Checkpointing and Results
OmniRec automatically saves experiment progress and results to enable fault tolerance and result persistence.
Checkpoint Directory Structure
The checkpoint directory organizes experiments hierarchically:
checkpoints/
├── progress.json # Global progress tracker
├── out.log # Runner stdout logs
├── err.log # Runner stderr logs
└── {dataset-name}-{hash}/ # Per dataset
└── {algorithm-name}-{hash}/ # Per algorithm configuration
├── predictions.json # Model predictions
├── fold_0/ # For cross-validation
│ └── predictions.json
├── fold_1/
│ └── predictions.json
└── ...
Key files:
progress.json: Tracks experiment phases (Fit, Predict, Eval, Done) for each configuration. Enables resuming interrupted experiments.predictions.json: Contains model predictions with columns:user,item,score,rank.out.log/err.log: Runner process output for debugging.
Hash-Based Organization
The Coordinator generates unique hashes for datasets and configurations:
- Dataset hash: Based on the number of interactions, ensuring identical datasets share the same checkpoint directory
- Configuration hash: Based on algorithm name and hyperparameters, ensuring identical configurations are deduplicated
This hash-based system enables efficient caching and prevents redundant computation.
Resuming Experiments
If an experiment is interrupted, simply run it again with the same configuration:
from omnirec.util.run import run_omnirec
# First run - interrupted during training
run_omnirec(datasets=dataset, plan=plan, evaluator=evaluator)

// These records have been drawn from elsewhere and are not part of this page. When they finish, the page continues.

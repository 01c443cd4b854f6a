//! Diagnostic severity levels and label styles.
//!
//! This module provides types for categorizing diagnostic severity and
//! the visual style of span labels in multi-span diagnostics.
//!
//! # Examples
//!
//! ```
//! use mcc_util::diagnostic::{Level, LabelStyle};
//!
//! // Check diagnostic severity
//! assert!(Level::Error.is_error());
//! assert!(!Level::Warning.is_error());
//!
//! // Label styles for multi-span diagnostics
//! assert_eq!(LabelStyle::Primary.as_str(), "^");
//! assert_eq!(LabelStyle::Secondary.as_str(), "-");
//! ```

use std::fmt;

/// Diagnostic severity level
///
/// Each diagnostic has a severity level that determines:
/// - Whether compilation can continue
/// - How the diagnostic is displayed (color, emphasis)
/// - Whether it can be suppressed
///
/// # Examples
///
//! ```
//! use mcc_util::diagnostic::Level;
//!
//! assert_eq!(format!("{}", Level::Error), "error");
//! assert_eq!(format!("{}", Level::Warning), "warning");
//! ```
#[derive(Clone, Copy, Debug, PartialEq, Eq, PartialOrd, Ord, Hash)]
pub enum Level {
    /// An error that prevents compilation
    ///
    /// Errors indicate fundamental problems that make the code invalid.
    /// Compilation cannot proceed when errors are present.
    Error,
    /// A warning that doesn't prevent compilation
    ///
    /// Warnings indicate suspicious or potentially problematic code that
    /// is still technically valid. Compilation can proceed with warnings.
    Warning,
    /// Additional information about a diagnostic
    ///
    /// Notes provide context or explanation for why a diagnostic was emitted.
    /// They are always attached to a parent diagnostic.
    Note,
    /// A suggestion for fixing an issue
    ///
    /// Help messages provide actionable suggestions for resolving the
    /// diagnostic. They often include code examples or specific changes.
    Help,
    /// A bug message indicating an internal compiler issue
    ///
    /// Bug diagnostics indicate that the compiler itself encountered
    /// an unexpected situation. These should be reported to the compiler team.
    Bug,
}

impl Level {
    /// Returns true if this level represents an error
    ///
    /// # Examples
    ///
    /// ```
    /// use mcc_util::diagnostic::Level;
    ///
    /// assert!(Level::Error.is_error());
    /// assert!(!Level::Warning.is_error());
    /// ```
    #[inline]
    pub const fn is_error(&self) -> bool {
        matches!(self, Level::Error)
    }

    /// Returns true if this level represents a warning
    ///
    /// # Examples
    ///
    /// ```
    /// use mcc_util::diagnostic::Level;
    ///
    /// assert!(Level::Warning.is_warning());
    /// assert!(!Level::Error.is_warning());
    /// ```
    #[inline]
    pub const fn is_warning(&self) -> bool {
        matches!(self, Level::Warning)
    }

    /// Returns true if this level is informational (Note or Help)
    ///
    /// # Examples
    ///
    /// ```
    /// use mcc_util::diagnostic::Level;
    ///
    /// assert!(Level::Note.is_info());
    /// assert!(Level::Help.is_info());
    /// assert!(!Level::Error.is_info());
    /// ```
    #[inline]
    pub const fn is_info(&self) -> bool {
        matches!(self, Level::Note | Level::Help)
    }

    /// Returns the canonical name for this level
    ///
    /// # Examples
    ///
    /// ```
    /// use mcc_util::diagnostic::Level;
    ///
    /// assert_eq!(Level::Error.name(), "error");
    /// assert_eq!(Level::Warning.name(), "warning");
    /// ```
    #[inline]
    pub const fn name(&self) -> &'static str {
        match self {
            Level::Error => "error",
            Level::Warning => "warning",
            Level::Note => "note",
            Level::Help => "help",
            Level::Bug => "error: internal compiler error",
        }
    }

    /// Returns the color code for this level (ANSI)
    ///
    /// # Examples
    ///
    /// ```
    /// use mcc_util::diagnostic::Level;
    ///
    /// // Error is red (31), Warning is yellow (33)
    /// assert!(Level::Error.color_code().is_some());
    /// ```
    #[inline]
    pub const fn color_code(&self) -> Option<&'static str> {
        match self {
            Level::Error => Some("31"),    // Red
            Level::Warning => Some("33"),  // Yellow
            Level::Note => Some("36"),     // Cyan
            Level::Help => Some("32"),     // Green
            Level::Bug => Some("35"),      // Magenta
        }
    }

    /// Returns the intensity modifier for terminal output
    ///
    /// Errors and bugs are displayed with bold emphasis.
    ///
    /// # Examples
    ///
    /// ```
    /// use mcc_util::diagnostic::Level;
    ///
    /// assert_eq!(Level::Error.intensity(), "1");  // Bold
    /// assert_eq!(Level::Note.intensity(), "0");   // Normal
    /// ```
    #[inline]
    pub const fn intensity(&self) -> &'static str {
        match self {
            Level::Error | Level::Bug => "1",  // Bold
            _ => "0",                           // Normal
        }
    }

    /// Returns a short single-character indicator for this level
    ///
    /// # Examples
    ///
    /// ```
    /// use mcc_util::diagnostic::Level;
    ///
    /// assert_eq!(Level::Error.indicator(), "E");
    /// assert_eq!(Level::Warning.indicator(), "W");
    /// ```
    #[inline]
    pub const fn indicator(&self) -> &'static str {
        match self {
            Level::Error => "E",
            Level::Warning => "W",
            Level::Note => "N",
            Level::Help => "H",
            Level::Bug => "!",
        }
    }
}

impl fmt::Display for Level {
    fn fmt(&self, f: &mut fmt::Formatter<'_>) -> fmt::Result {
        write!(f, "{}", self.name())
    }
}

/// Style for span labels in multi-span diagnostics
///
/// When a diagnostic has multiple spans, each span can have a label
/// with a specific style that affects how it's displayed.
///
/// # Examples
///
/// ```
/// use mcc_util::diagnostic::LabelStyle;
///
/// // Primary spans use ^^^ underline
/// assert_eq!(LabelStyle::Primary.as_str(), "^");
///
/// // Secondary spans use --- underline
/// assert_eq!(LabelStyle::Secondary.as_str(), "-");
/// ```
#[derive(Clone, Copy, Debug, PartialEq, Eq, Hash)]
pub enum LabelStyle {
    /// Primary span - the main location of the issue
    ///
    /// Displayed with `^` characters. There should typically be only
    /// one primary span per diagnostic.
    Primary,
    /// Secondary span - additional context or related locations
    ///
    /// Displayed with `-` characters. Used for showing related code
    /// locations that provide context for the diagnostic.
    Secondary,
}

impl LabelStyle {
    /// Returns the underline character for this style
    ///
    /// # Examples
    ///
    /// ```
    /// use mcc_util::diagnostic::LabelStyle;
    ///
    /// assert_eq!(LabelStyle::Primary.underline_char(), '^');
    /// assert_eq!(LabelStyle::Secondary.underline_char(), '-');
    /// ```
    #[inline]
    pub const fn underline_char(&self) -> char {
        match self {
            LabelStyle::Primary => '^',
            LabelStyle::Secondary => '-',
        }
    }

    /// Returns the string representation for formatting
    ///
    /// # Examples
    ///
    /// ```
    /// use mcc_util::diagnostic::LabelStyle;
    ///
    /// assert_eq!(LabelStyle::Primary.as_str(), "^");
    /// ```
    #[inline]
    pub const fn as_str(&self) -> &'static str {
        match self {
            LabelStyle::Primary => "^",
            LabelStyle::Secondary => "-",
        }
    }

    /// Returns true if this is a primary label
    ///
    /// # Examples
    ///
    /// ```
    /// use mcc_util::diagnostic::LabelStyle;
    ///
    /// assert!(LabelStyle::Primary.is_primary());
    /// assert!(!LabelStyle::Secondary.is_primary());
    /// ```
    #[inline]
    pub const fn is_primary(&self) -> bool {
        matches!(self, LabelStyle::Primary)
    }

    /// Returns true if this is a secondary label
    ///
    /// # Examples
    ///
    /// ```
    /// use mcc_util::diagnostic::LabelStyle;
    ///
    /// assert!(LabelStyle::Secondary.is_secondary());
    /// assert!(!LabelStyle::Primary.is_secondary());
    /// ```
    #[inline]
    pub const fn is_secondary(&self) -> bool {
        matches!(self, LabelStyle::Secondary)
    }
}

impl fmt::Display for LabelStyle {
    fn fmt(&self, f: &mut fmt::Formatter<'_>) -> fmt::Result {
        write!(f, "{}", self.as_str())
    }
}

/// Color configuration for diagnostic rendering
///
/// Controls how colors are applied when rendering diagnostics to the terminal.
///
/// # Examples
///
/// ```
/// use mcc_util::diagnostic::ColorConfig;
///
/// // Auto-detect terminal support
/// let config = ColorConfig::Auto;
///
/// // Force colors on
/// let config = ColorConfig::Always;
///
/// // Disable colors
/// let config = ColorConfig::Never;
/// ```
#[derive(Clone, Copy, Debug, PartialEq, Eq, Hash, Default)]
pub enum ColorConfig {
    /// Automatically detect terminal color support
    #[default]
    Auto,
    /// Always use colors, even in pipes
    Always,
    /// Never use colors
    Never,
    /// Use ANSI colors only
    Ansi,
}

impl ColorConfig {
    /// Returns true if colors should be used for the given environment
    ///
    /// # Arguments
    ///
    /// * `is_tty` - Whether the output is a terminal
    ///
    /// # Examples
    ///
    /// ```
    /// use mcc_util::diagnostic::ColorConfig;
    ///
    /// assert!(ColorConfig::Always.use_color(true));
    /// assert!(!ColorConfig::Never.use_color(true));
    /// ```
    pub fn use_color(&self, is_tty: bool) -> bool {
        match self {
            ColorConfig::Auto => is_tty,
            ColorConfig::Always => true,
            ColorConfig::Never => false,
            ColorConfig::Ansi => true,
        }
    }

    /// Returns true if this configuration enables colors
    ///
    /// # Examples
    ///
    /// ```
    /// use mcc_util::diagnostic::ColorConfig;
    ///
    /// assert!(ColorConfig::Always.is_enabled());
    /// assert!(!ColorConfig::Never.is_enabled());
    /// ```
    pub const fn is_enabled(&self) -> bool {
        matches!(self, ColorConfig::Always | ColorConfig::Ansi)
    }
}

#[cfg(test)]
mod tests {
    use super::*;

    #[test]
    fn test_level_is_error() {
        assert!(Level::Error.is_error());
        assert!(!Level::Warning.is_error());
        assert!(!Level::Note.is_error());
        assert!(!Level::Help.is_error());
    }

    #[test]
    fn test_level_is_warning() {
        assert!(Level::Warning.is_warning());
        assert!(!Level::Error.is_warning());
        assert!(!Level::Note.is_warning());
    }

    #[test]
    fn test_level_is_info() {
        assert!(Level::Note.is_info());
        assert!(Level::Help.is_info());
        assert!(!Level::Error.is_info());
        assert!(!Level::Warning.is_info());
    }

    #[test]
    fn test_level_name() {
        assert_eq!(Level::Error.name(), "error");
        assert_eq!(Level::Warning.name(), "warning");
        assert_eq!(Level::Note.name(), "note");
        assert_eq!(Level::Help.name(), "help");
        assert_eq!(Level::Bug.name(), "error: internal compiler error");
    }

    #[test]
    fn test_level_display() {
        assert_eq!(format!("{}", Level::Error), "error");
        assert_eq!(format!("{}", Level::Warning), "warning");
        assert_eq!(format!("{}", Level::Note), "note");
        assert_eq!(format!("{}", Level::Help), "help");
    }

    #[test]
    fn test_level_color_code() {
        assert_eq!(Level::Error.color_code(), Some("31"));
        assert_eq!(Level::Warning.color_code(), Some("33"));
        assert_eq!(Level::Note.color_code(), Some("36"));
        assert_eq!(Level::Help.color_code(), Some("32"));
        assert_eq!(Level::Bug.color_code(), Some("35"));
    }

    #[test]
    fn test_level_intensity() {
        assert_eq!(Level::Error.intensity(), "1");
        assert_eq!(Level::Bug.intensity(), "1");
        assert_eq!(Level::Warning.intensity(), "0");
        assert_eq!(Level::Note.intensity(), "0");
    }

    #[test]
    fn test_level_indicator() {
        assert_eq!(Level::Error.indicator(), "E");
        assert_eq!(Level::Warning.indicator(), "W");
        assert_eq!(Level::Note.indicator(), "N");
        assert_eq!(Level::Help.indicator(), "H");
        assert_eq!(Level::Bug.indicator(), "!");
    }

    #[test]
    fn test_level_ordering() {
        // Errors are most severe
        assert!(Level::Error > Level::Warning);
        assert!(Level::Warning > Level::Note);
        assert!(Level::Note > Level::Help);
    }

    #[test]
    fn test_label_style_underline_char() {
        assert_eq!(LabelStyle::Primary.underline_char(), '^');
        assert_eq!(LabelStyle::Secondary.underline_char(), '-');
    }

    #[test]
    fn test_label_style_as_str() {
        assert_eq!(LabelStyle::Primary.as_str(), "^");
        assert_eq!(LabelStyle::Secondary.as_str(), "-");
    }

    #[test]
    fn test_label_style_is_primary() {
        assert!(LabelStyle::Primary.is_primary());
        assert!(!LabelStyle::Secondary.is_primary());
    }

    #[test]
    fn test_label_style_is_secondary() {
        assert!(LabelStyle::Secondary.is_secondary());
        assert!(!LabelStyle::Primary.is_secondary());
    }

    #[test]
    fn test_label_style_display() {
        assert_eq!(format!("{}", LabelStyle::Primary), "^");
        assert_eq!(format!("{}", LabelStyle::Secondary), "-");
    }

    #[test]
    fn test_color_config_use_color() {
        assert!(ColorConfig::Always.use_color(true));
        assert!(ColorConfig::Always.use_color(false));
        assert!(ColorConfig::Auto.use_color(true));
        assert!(!ColorConfig::Auto.use_color(false));
        assert!(!ColorConfig::Never.use_color(true));
        assert!(!ColorConfig::Never.use_color(false));
    }

    #[test]
    fn test_color_config_is_enabled() {
        assert!(ColorConfig::Always.is_enabled());
        assert!(ColorConfig::Ansi.is_enabled());
        assert!(!ColorConfig::Never.is_enabled());
        assert!(!ColorConfig::Auto.is_enabled());
    }

    #[test]
    fn test_color_config_default() {
        assert_eq!(ColorConfig::default(), ColorConfig::Auto);
    }

    #[test]
    fn test_level_hash_and_eq() {
        use std::collections::HashSet;
        
        let mut set = HashSet::new();
        set.insert(Level::Error);
        set.insert(Level::Warning);
        set.insert(Level::Error); // Duplicate
        
        assert_eq!(set.len(), 2);
        assert!(set.contains(&Level::Error));
        assert!(set.contains(&Level::Warning));
    }
}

# Second run - automatically resumes from last checkpoint
run_omnirec(datasets=dataset, plan=plan, evaluator=evaluator)
The framework automatically:
1. Loads the progress tracker from progress.json
2. Skips completed phases (Fit, Predict, Eval)

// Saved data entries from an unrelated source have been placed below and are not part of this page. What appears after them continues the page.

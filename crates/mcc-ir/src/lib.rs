//! Flat three-address IR: generation from the AST and a small, single-pass
//! optimizer over the generated instruction stream.

pub mod gen;
pub mod instr;
pub mod optimize;
mod edge_cases;

pub use gen::generate;
pub use instr::{Instruction, Op};
pub use optimize::optimize;
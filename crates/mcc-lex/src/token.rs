//! Token kinds and the `Token` type produced by the lexer.

use std::fmt;

/// The coarse category a token belongs to.
///
/// This is intentionally a small, closed set: the language has no need
/// for a richer lexical taxonomy than keyword / identifier / number /
/// string / operator / punctuation.
#[derive(Clone, Copy, Debug, PartialEq, Eq, Hash)]
pub enum TokenKind {
    /// One of the reserved words (`if`, `while`, `int`, ...).
    Keyword,
    /// A user-defined name that is not a reserved word.
    Identifier,
    /// An integer or floating point literal.
    Number,
    /// A double-quoted string literal (escapes already resolved).
    String,
    /// A multi-character or single-character operator (`+`, `==`, `&&`, ...).
    Operator,
    /// Structural punctuation (`(`, `)`, `{`, `}`, `;`, `,`).
    Punctuation,
}

impl fmt::Display for TokenKind {
    fn fmt(&self, f: &mut fmt::Formatter<'_>) -> fmt::Result {
        let s = match self {
            TokenKind::Keyword => "Keyword",
            TokenKind::Identifier => "Identifier",
            TokenKind::Number => "Number",
            TokenKind::String => "String",
            TokenKind::Operator => "Operator",
            TokenKind::Punctuation => "Punctuation",
        };
        write!(f, "{s}")
    }
}

/// A single lexical token.
///
/// `lexeme` always holds the literal source text that produced the
/// token verbatim -- for [`TokenKind::String`] this includes the
/// enclosing quotes and any escape sequences undecoded -- and
/// `line`/`column` mark where the token starts, both 1-based.
#[derive(Clone, Debug, PartialEq, Eq)]
pub struct Token {
    pub kind: TokenKind,
    pub lexeme: String,
    pub line: u32,
    pub column: u32,
}

impl Token {
    pub fn new(kind: TokenKind, lexeme: impl Into<String>, line: u32, column: u32) -> Self {
        Self {
            kind,
            lexeme: lexeme.into(),
            line,
            column,
        }
    }
}

/// The full set of reserved words. Anything else that matches an
/// identifier pattern is a plain [`TokenKind::Identifier`].
pub const KEYWORDS: &[&str] = &[
    "int", "float", "bool", "void", "if", "else", "while", "for", "return", "true", "false",
    "print", "read", "switch", "case", "default", "break",
];

pub fn keyword_lookup(s: &str) -> bool {
    KEYWORDS.contains(&s)
}
//! Edge case tests for mcc-lex.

3. Continues from the last incomplete phase
4. Reuses existing predictions instead of retraining
Progress Phases
Each experiment goes through four phases:
- Fit: Train the model on training data
- Predict: Generate predictions on test data
- Eval: Compute metrics on predictions
- Done: Experiment complete
The progress.json file tracks the current phase for each experiment configuration. If interrupted, the next run resumes from the last incomplete phase.
Cross-Validation Support
For cross-validation experiments (FoldedData), progress is tracked per fold:
- Each fold goes through all phases independently
- The progress tracker maintains the current fold number
- Interrupted experiments resume from the incomplete fold
Result Format
Results are displayed in formatted tables showing:
- Algorithm: The algorithm name and configuration hash
- Fold: Cross-validation fold number (if applicable, hidden if single split)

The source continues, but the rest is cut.